_EXERCISE INSTRUCTIONS_
Look for "Clone" in each line of the entries, and return the matching lines.

┄┄┄┄┄┄

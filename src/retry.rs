//! Bounded retry for optimistic-concurrency conflicts.

use std::time::Duration;

use derive_getters::Getters;
use tracing::{debug, instrument, warn};

use crate::CampaignError;

/// How often and how patiently to retry a transient failure.
#[derive(Debug, Clone, Copy, PartialEq, Eq, Getters)]
pub struct RetryPolicy {
    max_attempts: u32,
    base_delay: Duration,
}

impl RetryPolicy {
    /// Creates a policy. At least one attempt is always made.
    pub fn new(max_attempts: u32, base_delay_ms: u64) -> Self {
        Self {
            max_attempts: max_attempts.max(1),
            base_delay: Duration::from_millis(base_delay_ms),
        }
    }

    /// Runs `op` until it succeeds, fails permanently, or attempts run out.
    ///
    /// Only [`CampaignError::is_transient`] failures are retried. The delay
    /// grows linearly with the attempt number.
    ///
    /// # Errors
    ///
    /// Returns the last error from `op`.
    #[instrument(skip(self, op))]
    pub fn run<T, F>(&self, operation: &str, mut op: F) -> Result<T, CampaignError>
    where
        F: FnMut(u32) -> Result<T, CampaignError>,
    {
        let mut attempt = 0;
        loop {
            attempt += 1;
            match op(attempt) {
                Err(err) if err.is_transient() && attempt < self.max_attempts => {
                    warn!(attempt, max_attempts = self.max_attempts, error = %err, "Retrying");
                    std::thread::sleep(self.base_delay * attempt);
                }
                Err(err) => {
                    if err.is_transient() {
                        warn!(attempt, error = %err, "Retries exhausted");
                    }
                    return Err(err);
                }
                Ok(value) => {
                    debug!(attempt, "Operation succeeded");
                    return Ok(value);
                }
            }
        }
    }
}

impl Default for RetryPolicy {
    fn default() -> Self {
        Self::new(5, 10)
    }
}
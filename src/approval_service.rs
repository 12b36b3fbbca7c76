//! Result submission and the dual-confirmation approval protocol.
//!
//! One side submits, the other approves or rejects. Approval by both sides
//! finishes the game and sends both warbands back to the roster ledger.
//! Rejection zeroes the scores and returns the game to active play.

use tracing::{info, instrument, warn};

use crate::CampaignError;
use crate::battle::{
    Effect, Lifecycle, ResultReport, ResultSubmission, Side, Transition, WarbandStatus,
};
use crate::db::{CampaignRepository, Game, LifecycleUpdate, ReportUpdate, UnitOfWork};
use crate::identity::Actor;
use crate::pairing_service::slot_owners;
use crate::retry::RetryPolicy;

/// Service layer for game results.
#[derive(Debug, Clone)]
pub struct ApprovalService {
    repository: CampaignRepository,
    retry: RetryPolicy,
}

/// A game as read before a transition.
struct Snapshot {
    game: Game,
    side: Side,
    lifecycle: Lifecycle,
}

impl ApprovalService {
    /// Creates an approval service backed by the given repository.
    #[instrument(skip(repository))]
    pub fn new(repository: CampaignRepository, retry: RetryPolicy) -> Self {
        info!("Creating ApprovalService");
        Self { repository, retry }
    }

    /// Submits or edits the result of an active or pending game.
    ///
    /// Both approvals are reset, then the submitter's side approves.
    ///
    /// # Errors
    ///
    /// - [`CampaignError::MalformedInput`] if a numeric field cannot be read
    /// - [`CampaignError::NotFound`] if the game is unknown
    /// - [`CampaignError::Unauthorized`] if the actor controls neither side
    /// - [`CampaignError::InvalidState`] if the game is neither active nor pending
    /// - [`CampaignError::Conflict`] if concurrent updates outlast the retry policy
    #[instrument(skip(self, submission), fields(player_id = actor.player_id()))]
    pub fn submit_result(
        &self,
        actor: &Actor,
        game_id: i32,
        submission: ResultSubmission,
    ) -> Result<Game, CampaignError> {
        let report = submission.normalize()?;
        let columns = ReportUpdate::new(&report, *actor.player_id())?;

        self.retry.run("submit_result", |attempt| {
            let snapshot = self.snapshot(actor, game_id)?;
            let transition = snapshot.lifecycle.submit(snapshot.side)?;
            self.commit(&snapshot, transition, attempt, |uow| {
                uow.write_report(game_id, &columns)?;
                log_submission(game_id, snapshot.side, &report);
                Ok(())
            })
        })
    }

    /// Approves the pending result for the actor's side.
    ///
    /// When both sides have approved the game finishes and both warbands are
    /// set to [`WarbandStatus::NeedsUpdate`] in the same transaction.
    ///
    /// # Errors
    ///
    /// - [`CampaignError::NotFound`] if the game is unknown
    /// - [`CampaignError::Unauthorized`] if the actor controls neither side
    /// - [`CampaignError::InvalidState`] if no result is pending
    /// - [`CampaignError::Conflict`] if concurrent updates outlast the retry policy
    #[instrument(skip(self), fields(player_id = actor.player_id()))]
    pub fn approve(&self, actor: &Actor, game_id: i32) -> Result<Game, CampaignError> {
        self.retry.run("approve", |attempt| {
            let snapshot = self.snapshot(actor, game_id)?;
            let transition = snapshot.lifecycle.approve(snapshot.side)?;
            self.commit(&snapshot, transition, attempt, |uow| {
                if transition.effect == Effect::Finished {
                    let (warband_1, warband_2) = snapshot.game.warband_ids();
                    uow.set_warband_status(warband_1, WarbandStatus::NeedsUpdate)?;
                    uow.set_warband_status(warband_2, WarbandStatus::NeedsUpdate)?;
                    info!(
                        game_id,
                        warband_1,
                        warband_2,
                        "Game finished, warbands need new rosters"
                    );
                } else {
                    info!(game_id, side = %snapshot.side, "Result approved by one side");
                }
                Ok(())
            })
        })
    }

    /// Rejects the pending result.
    ///
    /// Victory and glory points return to zero for both sides, approvals are
    /// cleared and the game is active again. Injuries, skills, elites and
    /// exploration dice from the rejected submission are left in place.
    ///
    /// # Errors
    ///
    /// - [`CampaignError::NotFound`] if the game is unknown
    /// - [`CampaignError::Unauthorized`] if the actor controls neither side
    /// - [`CampaignError::InvalidState`] if no result is pending
    /// - [`CampaignError::Conflict`] if concurrent updates outlast the retry policy
    #[instrument(skip(self), fields(player_id = actor.player_id()))]
    pub fn reject(&self, actor: &Actor, game_id: i32) -> Result<Game, CampaignError> {
        self.retry.run("reject", |attempt| {
            let snapshot = self.snapshot(actor, game_id)?;
            let transition = snapshot.lifecycle.reject()?;
            self.commit(&snapshot, transition, attempt, |uow| {
                uow.reset_scores(game_id)?;
                warn!(game_id, side = %snapshot.side, "Result rejected, game back to active");
                Ok(())
            })
        })
    }

    /// Loads the game and resolves the actor's side.
    ///
    /// A super-admin who owns neither warband acts for both sides.
    fn snapshot(&self, actor: &Actor, game_id: i32) -> Result<Snapshot, CampaignError> {
        self.repository.read(|uow| -> Result<Snapshot, CampaignError> {
            let game = uow
                .game(game_id)?
                .ok_or_else(|| CampaignError::NotFound(format!("game {game_id}")))?;
            let (owner_1, owner_2) = slot_owners(uow, &game)?;
            let side = match actor.side_in(owner_1, owner_2) {
                Some(side) => side,
                None if *actor.super_admin() => Side::Both,
                None => return Err(CampaignError::not_your_game(game_id)),
            };
            let lifecycle = game.lifecycle()?;
            Ok(Snapshot {
                game,
                side,
                lifecycle,
            })
        })
    }

    /// Writes `transition` if the game is unchanged since `snapshot`, then
    /// runs `extra` in the same transaction.
    fn commit<F>(
        &self,
        snapshot: &Snapshot,
        transition: Transition,
        attempt: u32,
        extra: F,
    ) -> Result<Game, CampaignError>
    where
        F: FnOnce(&mut UnitOfWork<'_>) -> Result<(), CampaignError>,
    {
        let game_id = *snapshot.game.id();
        let expected = *snapshot.game.version();
        let update = LifecycleUpdate::new(&transition.lifecycle, expected + 1);

        self.repository.write(|uow| {
            if !uow.compare_and_swap_lifecycle(game_id, expected, &update)? {
                return Err(CampaignError::Conflict(format!(
                    "game {game_id} changed concurrently (attempt {attempt})"
                )));
            }
            extra(uow)?;
            uow.game(game_id)?
                .ok_or_else(|| CampaignError::NotFound(format!("game {game_id}")))
        })
    }
}

fn log_submission(game_id: i32, side: Side, report: &ResultReport) {
    info!(
        game_id,
        %side,
        victory_points_1 = report.side_1().victory_points(),
        victory_points_2 = report.side_2().victory_points(),
        glory_points_1 = report.side_1().glory_points(),
        glory_points_2 = report.side_2().glory_points(),
        "Result submitted, awaiting approval"
    );
}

┄┄┄┄┄┄

_SOLUTION_
#[derive(Debug, Clone, Copy, PartialEq, Eq, Getters)]
#[derive(Debug, Clone)]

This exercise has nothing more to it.